On dit que les assassins n’ont ni nom ni passé ; qu’ils ne vivent que dans le moment de l’exécution. Leur corps est un sanctuaire, leur esprit une arme, et leur foi… un silence plus tranchant que n’importe quelle lame.
Ceux qu’ils éliminent ne sont pas toujours des hérétiques ou des traîtres : parfois, ils ne sont que des hommes qui ont su trop de vérité. Ainsi agit la main invisible de l’Empereur — propre à distance, souillée en secret.
« L’ombre tue plus sûrement que la lumière. »
Rogue Traders – Les Concessionnaires de l’Inconnu
Ils portent des chartes scellées par le Trône et marchent pourtant hors de Sa loi. Les Rogue Traders sont des seigneurs d’horizons : marchands, explorateurs, pillards quand il le faut, messagers de l’Imperium quand cela arrange l’Imperium.
Ils naviguent là où les cartes se taisent, traitent avec ce qui devrait être purgé, et reviennent chargés d’or, de reliques… ou de malédictions habillées en curiosités. Leurs suites mêlent nobles ruinés, xenos apprivoisés, psykers à demi fous et mercenaires trop pieux pour poser des questions.

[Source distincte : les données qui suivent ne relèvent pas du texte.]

//! Durable artifact cache. Every stage output lives at a path derived from the
//! episode number alone, so the filesystem is the only resumption record.

use crate::episode::StageKind;
use crate::error::{PipelineError, Result};
use crate::links;
use regex::{Regex, RegexBuilder};
use std::path::{Path, PathBuf};
use walkdir::WalkDir;

pub struct ArtifactStore {
    root: PathBuf,
}

impl ArtifactStore {
    pub fn new(root: impl Into<PathBuf>) -> Self {
        Self { root: root.into() }
    }

    pub fn root(&self) -> &Path {
        &self.root
    }

    pub fn ensure_root(&self) -> Result<()> {
        std::fs::create_dir_all(&self.root)?;
        Ok(())
    }

    pub fn path_for(&self, number: u32, stage: StageKind) -> PathBuf {
        self.root.join(artifact_name(number, stage))
    }

    /// Plain existence check, without looking at the content.
    pub fn exists(&self, number: u32, stage: StageKind) -> bool {
        let path = self.path_for(number, stage);
        if stage.is_directory() {
            path.is_dir()
        } else {
            path.is_file()
        }
    }

    /// Existence plus a cheap integrity check.
    ///
    /// `Ok(None)` when nothing is there, `Err(InvalidArtifact)` when something
    /// is there but cannot serve as the stage's output.
    pub fn probe(&self, number: u32, stage: StageKind) -> Result<Option<PathBuf>> {
        let path = self.path_for(number, stage);
        let meta = match std::fs::metadata(&path) {
            Ok(meta) => meta,
            Err(e) if e.kind() == std::io::ErrorKind::NotFound => return Ok(None),
            Err(e) => return Err(PipelineError::invalid_artifact(&path, e.to_string())),
        };

        if stage.is_directory() != meta.is_dir() {
            return Err(PipelineError::invalid_artifact(
                &path,
                if meta.is_dir() { "expected a file, found a directory" } else { "expected a directory" },
            ));
        }

        match stage {
            StageKind::Raw | StageKind::Converted => {
                if meta.len() == 0 {
                    return Err(PipelineError::invalid_artifact(&path, "empty audio file"));
                }
            }
            StageKind::Segmented => {
                if list_segments(&path)?.is_empty() {
                    return Err(PipelineError::invalid_artifact(&path, "segment directory holds no audio"));
                }
            }
            StageKind::Transcribed => {
                std::fs::read_to_string(&path).map_err(|e| {
                    PipelineError::invalid_artifact(&path, format!("unreadable transcript: {}", e))
                })?;
            }
            StageKind::CrossReferenced => {
                links::read_links_file(&path)?;
            }
        }
        Ok(Some(path))
    }

    /// A unique scratch location next to the final artifact. Stage writers
    /// fill it and hand it to [`ArtifactStore::publish`].
    pub fn staging_path(&self, number: u32, stage: StageKind) -> PathBuf {
        self.root.join(format!(
            ".{}.{}.partial",
            artifact_name(number, stage),
            uuid::Uuid::new_v4().simple()
        ))
    }

    /// Atomically move a fully written staging file or directory into place.
    pub fn publish(&self, staged: &Path, number: u32, stage: StageKind) -> Result<PathBuf> {
        let target = self.path_for(number, stage);
        if stage.is_directory() && target.exists() {
            // rename() refuses to replace a non-empty directory
            remove_path(&target)?;
        }
        std::fs::rename(staged, &target).map_err(|e| {
            PipelineError::Io(format!("failed to publish {:?} as {:?}: {}", staged, target, e))
        })?;
        log::debug!("Published {} artifact for episode {} at {:?}", stage, number, target);
        Ok(target)
    }

    /// Best-effort cleanup of an abandoned staging path.
    pub fn discard(&self, staged: &Path) {
        if let Err(e) = remove_path(staged) {
            log::warn!("Failed to discard staging path {:?}: {}", staged, e);
        }
    }

    /// Delete a stage artifact. Returns whether anything was removed.
    pub fn remove(&self, number: u32, stage: StageKind) -> Result<bool> {
        let path = self.path_for(number, stage);
        if !path.exists() {
            return Ok(false);
        }
        remove_path(&path)?;
        Ok(true)
    }

    /// Episode numbers with an artifact for `stage` directly under the root.
    pub fn scan(&self, stage: StageKind) -> Result<Vec<(u32, PathBuf)>> {
        if !self.root.is_dir() {
            return Ok(Vec::new());
        }
        scan_artifacts(&self.root, stage, false)
    }
}

/// Canonical file or directory name of a stage artifact.
pub fn artifact_name(number: u32, stage: StageKind) -> String {
    match stage {
        StageKind::Raw => format!("Episode{}.mp3", number),
        StageKind::Converted => format!("Episode{}.wav", number),
        StageKind::Segmented => format!("chunks{}", number),
        StageKind::Transcribed => format!("Episode{}_transcript.txt", number),
        StageKind::CrossReferenced => format!("Episode{}.links", number),
    }
}

/// Case-insensitive, end-anchored pattern capturing the episode number from
/// any name that ends in the stage's suffix.
pub fn artifact_pattern(stage: StageKind) -> Result<Regex> {
    let pattern = match stage {
        StageKind::Raw => r"^.*?(\d+)\.mp3$",
        StageKind::Converted => r"^.*?(\d+)\.wav$",
        StageKind::Segmented => r"^chunks(\d+)$",
        StageKind::Transcribed => r"^.*?(\d+)_transcript\.txt$",
        StageKind::CrossReferenced => r"^.*?(\d+)\.links$",
    };
    RegexBuilder::new(pattern)
        .case_insensitive(true)
        .build()
        .map_err(|e| PipelineError::Config(format!("artifact pattern for {}: {}", stage, e)))
}

/// Extract the episode number from an artifact file name.
pub fn episode_number_from_name(name: &str, pattern: &Regex) -> Option<u32> {
    pattern
        .captures(name)
        .and_then(|caps| caps.get(1))
        .and_then(|m| m.as_str().parse::<u32>().ok())
}

/// Find every artifact of `stage` in `dir`, optionally descending into subdirectories.
pub fn scan_artifacts(dir: &Path, stage: StageKind, recursive: bool) -> Result<Vec<(u32, PathBuf)>> {
    let pattern = artifact_pattern(stage)?;
    let max_depth = if recursive { usize::MAX } else { 1 };
    let mut found = Vec::new();

    for entry in WalkDir::new(dir).min_depth(1).max_depth(max_depth) {
        let entry = entry?;
        let kind_matches = if stage.is_directory() {
            entry.file_type().is_dir()
        } else {
            entry.file_type().is_file()
        };
        if !kind_matches {
            continue;
        }
        let name = entry.file_name().to_string_lossy();
        if let Some(number) = episode_number_from_name(&name, &pattern) {
            found.push((number, entry.into_path()));
        }
    }

    log::debug!("Found {} {} artifacts under {:?}", found.len(), stage, dir);
    Ok(found)
}

/// Segment audio files of a segment directory in natural order
/// (`chunk2.wav` before `chunk10.wav`).
pub fn list_segments(dir: &Path) -> Result<Vec<PathBuf>> {
    let mut segments: Vec<(Option<u64>, PathBuf)> = std::fs::read_dir(dir)?
        .filter_map(|entry| entry.ok())
        .map(|entry| entry.path())
        .filter(|path| {
            path.is_file()
                && path
                    .extension()
                    .map(|ext| ext.eq_ignore_ascii_case("wav"))
                    .unwrap_or(false)
        })
        .map(|path| (trailing_number(&path), path))
        .collect();

    segments.sort_by(|a, b| a.0.cmp(&b.0).then_with(|| a.1.cmp(&b.1)));
    Ok(segments.into_iter().map(|(_, p)| p).collect())
}

fn trailing_number(path: &Path) -> Option<u64> {
    let stem = path.file_stem()?.to_string_lossy();
    let digits: String = stem
        .chars()
        .rev()
        .take_while(|c| c.is_ascii_digit())
        .collect::<Vec<_>>()
        .into_iter()
        .rev()
        .collect();
    digits.parse().ok()
}

fn remove_path(path: &Path) -> std::io::Result<()> {
    let result = if path.is_dir() {
        std::fs::remove_dir_all(path)
    } else {
        std::fs::remove_file(path)
    };
    match result {
        Err(e) if e.kind() == std::io::ErrorKind::NotFound => Ok(()),
        other => other,
    }
}

#[cfg(test)]
mod tests {
    use super::*;
    use tempfile::TempDir;

    fn setup_store() -> (ArtifactStore, TempDir) {
        let temp_dir = TempDir::new().unwrap();
        let store = ArtifactStore::new(temp_dir.path().join("cache"));
        store.ensure_root().unwrap();
        (store, temp_dir)
    }

    #[test]
    fn test_paths_are_deterministic() {
        let store = ArtifactStore::new("cache");
        assert_eq!(store.path_for(7, StageKind::Raw), Path::new("cache/Episode7.mp3"));
        assert_eq!(store.path_for(7, StageKind::Segmented), Path::new("cache/chunks7"));
        assert_eq!(
            store.path_for(7, StageKind::Transcribed),
            Path::new("cache/Episode7_transcript.txt")
        );
        assert_eq!(store.path_for(7, StageKind::CrossReferenced), Path::new("cache/Episode7.links"));
    }

    #[test]
    fn test_probe_absent() {
        let (store, _temp) = setup_store();
        assert!(store.probe(1, StageKind::Raw).unwrap().is_none());
        assert!(!store.exists(1, StageKind::Raw));
    }

    #[test]
    fn test_probe_rejects_empty_audio() {
        let (store, _temp) = setup_store();
        std::fs::write(store.path_for(3, StageKind::Converted), b"").unwrap();
        assert!(store.exists(3, StageKind::Converted));
        let err = store.probe(3, StageKind::Converted).unwrap_err();
        assert_eq!(err.kind(), crate::error::ErrorKind::InvalidArtifact);
    }

    #[test]
    fn test_probe_segment_dir_needs_audio() {
        let (store, _temp) = setup_store();
        let dir = store.path_for(4, StageKind::Segmented);
        std::fs::create_dir_all(&dir).unwrap();
        assert!(store.probe(4, StageKind::Segmented).is_err());

        std::fs::write(dir.join("chunk1.wav"), b"RIFF").unwrap();
        assert_eq!(store.probe(4, StageKind::Segmented).unwrap(), Some(dir));
    }

    #[test]
    fn test_probe_rejects_malformed_links() {
        let (store, _temp) = setup_store();
        std::fs::write(store.path_for(5, StageKind::CrossReferenced), "12\nnope\n").unwrap();
        assert!(store.probe(5, StageKind::CrossReferenced).is_err());

        // An empty links file is a valid "cites nothing" result
        std::fs::write(store.path_for(6, StageKind::CrossReferenced), "").unwrap();
        assert!(store.probe(6, StageKind::CrossReferenced).unwrap().is_some());
    }

    #[test]
    fn test_probe_rejects_non_utf8_transcript() {
        let (store, _temp) = setup_store();
        std::fs::write(store.path_for(8, StageKind::Transcribed), [0xff, 0xfe, 0x00]).unwrap();
        assert!(store.probe(8, StageKind::Transcribed).is_err());
    }

    #[test]
    fn test_publish_file_and_directory() {
        let (store, _temp) = setup_store();

        let staged = store.staging_path(9, StageKind::Transcribed);
        std::fs::write(&staged, "Hallo. ").unwrap();
        let published = store.publish(&staged, 9, StageKind::Transcribed).unwrap();
        assert!(!staged.exists());
        assert_eq!(std::fs::read_to_string(published).unwrap(), "Hallo. ");

        // Replace a stale segment directory
        let stale = store.path_for(9, StageKind::Segmented);
        std::fs::create_dir_all(&stale).unwrap();
        std::fs::write(stale.join("chunk1.wav"), b"old").unwrap();

        let staged_dir = store.staging_path(9, StageKind::Segmented);
        std::fs::create_dir_all(&staged_dir).unwrap();
        std::fs::write(staged_dir.join("chunk001.wav"), b"new").unwrap();
        store.publish(&staged_dir, 9, StageKind::Segmented).unwrap();

        let segments = list_segments(&stale).unwrap();
        assert_eq!(segments.len(), 1);
        assert!(segments[0].ends_with("chunk001.wav"));
    }

    #[test]
    fn test_staging_paths_are_invisible_to_scans() {
        let (store, _temp) = setup_store();
        let staged = store.staging_path(2, StageKind::CrossReferenced);
        std::fs::write(&staged, "1\n").unwrap();
        assert!(store.scan(StageKind::CrossReferenced).unwrap().is_empty());
        store.discard(&staged);
        assert!(!staged.exists());
    }

    #[test]
    fn test_remove_reports_whether_anything_went() {
        let (store, _temp) = setup_store();
        assert!(!store.remove(1, StageKind::Segmented).unwrap());
        std::fs::create_dir_all(store.path_for(1, StageKind::Segmented).join("nested")).unwrap();
        assert!(store.remove(1, StageKind::Segmented).unwrap());
        assert!(!store.exists(1, StageKind::Segmented));
    }

    #[test]
    fn test_pattern_is_case_insensitive_and_anchored() {
        let pattern = artifact_pattern(StageKind::CrossReferenced).unwrap();
        assert_eq!(episode_number_from_name("Episode12.links", &pattern), Some(12));
        assert_eq!(episode_number_from_name("backup of EPISODE 40.LINKS", &pattern), Some(40));
        assert_eq!(episode_number_from_name("Episode12.links.bak", &pattern), None);
        assert_eq!(episode_number_from_name("notes.links", &pattern), None);
    }

    #[test]
    fn test_scan_recursive_vs_flat() {
        let (store, _temp) = setup_store();
        std::fs::write(store.path_for(1, StageKind::CrossReferenced), "").unwrap();
        let nested = store.root().join("older");
        std::fs::create_dir_all(&nested).unwrap();
        std::fs::write(nested.join("Episode2.links"), "").unwrap();

        assert_eq!(store.scan(StageKind::CrossReferenced).unwrap().len(), 1);
        let mut all: Vec<u32> = scan_artifacts(store.root(), StageKind::CrossReferenced, true)
            .unwrap()
            .into_iter()
            .map(|(n, _)| n)
            .collect();
        all.sort();
        assert_eq!(all, vec![1, 2]);
    }

    #[test]
    fn test_list_segments_natural_order() {
        let temp = TempDir::new().unwrap();
        for name in ["chunk10.wav", "chunk2.wav", "chunk1.wav", "notes.txt"] {
            std::fs::write(temp.path().join(name), b"x").unwrap();
        }
        let names: Vec<String> = list_segments(temp.path())
            .unwrap()
            .iter()
            .map(|p| p.file_name().unwrap().to_string_lossy().to_string())
            .collect();
        assert_eq!(names, vec!["chunk1.wav", "chunk2.wav", "chunk10.wav"]);
    }
}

Tout ce qui est interdit devient soudainement « toléré » tant qu’un sceau l’autorise. Ils fondent des comptoirs sur des mondes à peine pacifiés, prélèvent des dîmes sur des civilisations qui ignoraient jusqu’à notre nom, et baptisent au prométhéum ceux qui refusent de commercer.
Certains reviennent riches comme des systèmes, d’autres disparaissent corps et âmes dans la gueule du Warp. Mais tant qu’ils ouvrent des routes, l’Imperium leur pardonne d’exister. Et tant qu’ils reviennent, nous feignons d’ignorer ce qu’ils ont dû devenir pour survivre.
« Là où la loi s’arrête, commence notre marge. Et dans cette marge, l’Empereur signe encore. »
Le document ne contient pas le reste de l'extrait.